Merdeka Belajar, Apakah Solusi Masalah Pendidikan di Indonesia?



Oleh: Yuli Ummu Raihan
(Member Akademi Menulis Kreatif)

Merdeka belajar adalah kemerdekaan berpikir.  Terutama esensi kemerdekaan berpikir ini harus ada pada guru terlebih  dahulu. Jika tidak demikian,  mana mungkin dapat terbentuk pula pada diri  para pelajar.
Inilah yang disampaikan Menteri Pendidikan Indonesia Nadiem Makarim dalam Diskusi Standard Nasional Pendidikan, di Hotel Century Park, Jakarta Pusat pada Jumat, 13/12/2019 lalu. (Tempo.co, 13/12/2019)
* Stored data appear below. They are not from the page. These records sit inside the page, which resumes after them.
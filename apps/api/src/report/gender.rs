//! Gender agreement — decides which grammatical register the report is written in.

use serde::Serialize;

use crate::report::prompts::{FEMININE_INSTRUCTION, MASCULINE_INSTRUCTION, NEUTRAL_INSTRUCTION};

/// Choices offered by the gender selector. Free text is accepted as well.
pub const GENDER_OPTIONS: [&str; 6] = [
    "Homem",
    "Mulher",
    "Não-binário",
    "Agênero",
    "Gênero fluido",
    "Transgênero",
];

const MASCULINE_IDENTITIES: &[&str] = &["homem", "masculino", "man", "male"];
const FEMININE_IDENTITIES: &[&str] = &["mulher", "feminino", "woman", "female"];

#[derive(Debug, Clone, Copy, PartialEq, Eq, Serialize)]
#[serde(rename_all = "snake_case")]
pub enum GrammaticalGender {
    Masculine,
    Feminine,
    Neutral,
}

impl GrammaticalGender {
    /// Three-way rule: only an exact "man" or "woman" identity gets gendered agreement.
    /// Anything else (including ambiguous, plural or unknown input) is neutral.
    pub fn classify(gender_identity: &str) -> Self {
        let normalized = gender_identity.trim().to_lowercase();

        if MASCULINE_IDENTITIES.contains(&normalized.as_str()) {
            GrammaticalGender::Masculine
        } else if FEMININE_IDENTITIES.contains(&normalized.as_str()) {
            GrammaticalGender::Feminine
        } else {
            GrammaticalGender::Neutral
        }
    }

    pub fn instruction(self) -> &'static str {
        match self {
            GrammaticalGender::Masculine => MASCULINE_INSTRUCTION,
            GrammaticalGender::Feminine => FEMININE_INSTRUCTION,
            GrammaticalGender::Neutral => NEUTRAL_INSTRUCTION,
        }
    }
}
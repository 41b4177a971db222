//! Score display — rounds a score to half units and turns it into rainbow symbols.
//!
//! Rounding is round-half-up on `score * 2` (`f64::round` rounds half away from zero,
//! which is half-up for the non-negative scores produced by the extractor).
//! So 3.25 shows as 3.5 and 3.75 as 4.0.

use serde::Serialize;

pub const WHOLE_UNIT_SYMBOL: &str = "🌈";
pub const HALF_UNIT_SYMBOL: &str = "½";
pub const UNAVAILABLE_SYMBOL: &str = "🚫";

const HALF_UNIT_TOLERANCE: f64 = 1e-9;

#[derive(Debug, Clone, Copy, PartialEq, Serialize)]
pub struct DisplayScore {
    pub rounded_to_half_unit: f64,
    pub whole_unit_count: u32,
    pub has_half_unit: bool,
}

impl DisplayScore {
    pub fn from_score(score: f64) -> Self {
        let rounded = (score * 2.0).round() / 2.0;
        let whole = rounded.floor();

        Self {
            rounded_to_half_unit: rounded,
            whole_unit_count: whole.max(0.0) as u32,
            has_half_unit: (rounded - whole - 0.5).abs() < HALF_UNIT_TOLERANCE,
        }
    }

    /// `🌈` per whole unit plus `½`; a score that rounds to nothing shows `🚫`.
    pub fn symbols(&self) -> String {
        if self.whole_unit_count == 0 && !self.has_half_unit {
            return UNAVAILABLE_SYMBOL.to_string();
        }

        let mut symbols = WHOLE_UNIT_SYMBOL.repeat(self.whole_unit_count as usize);
        if self.has_half_unit {
            symbols.push_str(HALF_UNIT_SYMBOL);
        }
        symbols
    }
}

/// Symbols for an optional score; an absent score is never shown as zero units.
pub fn score_symbols(score: Option<f64>) -> String {
    match score {
        Some(score) => DisplayScore::from_score(score).symbols(),
        None => UNAVAILABLE_SYMBOL.to_string(),
    }
}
Sebelumnya Nadiem juga mengeluarkan kebijakan pendidikan "Merdeka Belajar" di hadapan anggota Komisi X DPR. Menurutnya, saat ini dunia tidak butuh siswa yang jago menghafal. (Kompas.com, 14/12/2019)

Empat pokok kebijakan pendidikan dalam Program Merdeka Belajar yaitu:

Ujian Sekolah Berstandar Nasional (USBN), Ujian Nasional (UN), Rencana Pelaksanaan Pembelajaran (RPP), dan Peraturan Penerimaan Peserta Didik Baru (PPDB) Zonasi.

Penyelenggaraan USBN  pada tahun 2020 diselenggarakan hanya oleh sekolah. Ujian ini bisa dalam bentuk tes tertulis atau bentuk penilaian lain yang lebih komprehensif, seperti portofolio dan tugas kelompok, karya tulis, dan lainnya.

Dengan cara ini diharapkan guru dan sekolah lebih merdeka dalam penilaian hasil belajar. Anggaran USBN juga bisa dialihkan untuk hal lain, seperti pengembangan kompetensi dan kapasitas guru, serta sekolah. Ini diharapkan mampu meningkatkan kualitas pembelajaran.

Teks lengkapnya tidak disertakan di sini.